The wind had changed.
Kael stood at the edge of the fractured Prism, the golden strands weaving slowly back into place like veins healing in the flesh of the world. Behind him, Lin and Aelira watched as the celestial patterns began to stabilize, their earlier shimmer of chaos replaced by rhythm. Harmony was returning, thread by thread.
But within Kael's chest, something still burned.
He had touched something beyond time, something older than the Nexus, older even than the First Pact. In that vision—that memory or echo or prophecy—he had seen not just futures, but roots. Origins. The source of power that had shaped not only his fate, but the fate of realms.
"Are we home?" Lin asked cautiously, her hand reaching toward one of the stabilizing threads.
"Not yet," Kael replied, his voice low. "We're in between. The Prism is knitting reality, but it needs an anchor."
Aelira raised a brow. "And that would be?"
Kael turned slowly, his gaze heavy. "Me."
Before either could respond, a new surge of energy rippled through the threads—silver, fluid, alive. A voice spoke, not from above or below, but from within the threads themselves.

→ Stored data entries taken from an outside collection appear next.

/// Bands drawn for one bundle, plus the entries that could not be placed.
#[derive(Debug, Clone, Default, PartialEq)]
pub struct AnomalyOverlay {
    pub bands: Vec<AnomalyBand>,
    /// Entries without a start or end date.
    pub skipped: usize,
}

impl AnomalyOverlay {
    pub fn rendering_issue(&self) -> Option<DashboardError> {
        (self.skipped > 0).then(|| {
            DashboardError::Rendering(format!(
                "{} periodos anómalos sin fechas se omitieron",
                self.skipped
            ))
        })
    }
}

const UNNAMED_ANOMALY: &str = "Anomalía";

fn non_blank(value: &Option<String>) -> Option<&str> {
    value.as_deref().filter(|v| !v.trim().is_empty())
}

pub fn anomaly_bands(bundle: &ForecastBundle) -> AnomalyOverlay {
    let anomalies = bundle.anomalies();
    let bands: Vec<AnomalyBand> = anomalies
        .iter()
        .filter_map(|a| {
            let start = non_blank(&a.start_date)?;
            let end = non_blank(&a.end_date)?;
            let name = non_blank(&a.name).unwrap_or(UNNAMED_ANOMALY);
            Some(AnomalyBand {
                start: start.to_string(),
                end: end.to_string(),
                label: match a.impact_percent.filter(|v| v.is_finite()) {
                    Some(impact) => format!("{} ({:.1}%)", name, impact),
                    None => name.to_string(),
                },
            })
        })
        .collect();

    let skipped = anomalies.len() - bands.len();
    if skipped > 0 {
        warn!(skipped, "Anomalies without start or end date left off the overlay");
    }
    AnomalyOverlay { bands, skipped }
}

#[derive(Debug, Clone, PartialEq)]
pub struct TrendPoint {
    pub fecha: String,
    pub trend: Option<f64>,
}

/// Pairs the trend component with train ++ test ++ future dates, stopping
/// at the shorter of the two.
pub fn trend_points(bundle: &ForecastBundle) -> Vec<TrendPoint> {
    let Some(trend) = bundle.components.as_ref().and_then(|c| c.trend.as_ref()) else {
        return Vec::new();
    };

    let dates = [
        bundle.train.as_ref().and_then(|s| s.dates.as_ref()),
        bundle.test.as_ref().and_then(|s| s.dates.as_ref()),
        bundle.forecast.as_ref().and_then(|s| s.dates.as_ref()),
    ];

    dates
        .into_iter()
        .flatten()
        .flatten()
        .zip(trend)
        .filter_map(|(fecha, value)| {
            Some(TrendPoint {
                fecha: fecha.clone()?,
                trend: (*value).filter(|v| v.is_finite()),
            })
        })
        .collect()
}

"You bear the Echo Root. And the echo must choose."
It was the voice of the Throne, and yet gentler. Less command, more guidance. The Nexus recognized him not just as a Pactbearer, but as a seed of change. One who had journeyed to the depths of shadow and flame, and still carried the light.
The light flared.
Each thread pulled taut around Kael. One showed him returning to the Empire in triumph. Another, him vanishing into seclusion. A third, him leading a war against the gods themselves. All possibilities. All real.
Lin moved closer. "You don't have to choose alone."
"But I do," Kael said. "This is the burden of the threadwalker."
His fingers closed around the central strand—the one that pulsed not with power, but with purpose. Not the grandest path. Not the most glorious. But the one that led home.
The Prism trembled. Then, slowly, it began to dissolve. Not in destruction, but in transition. The celestial lights faded into the air, absorbed into Kael's skin.
They landed.
Grass. Earth. Sky.
The real world.
Aelira collapsed with a laugh. "By all the stars, we made it."
Lin turned to Kael. He was different now. The light no longer shone on him but from him. His eyes held time itself.
"You're not the same," she whispered.
Kael smiled faintly. "None of us are."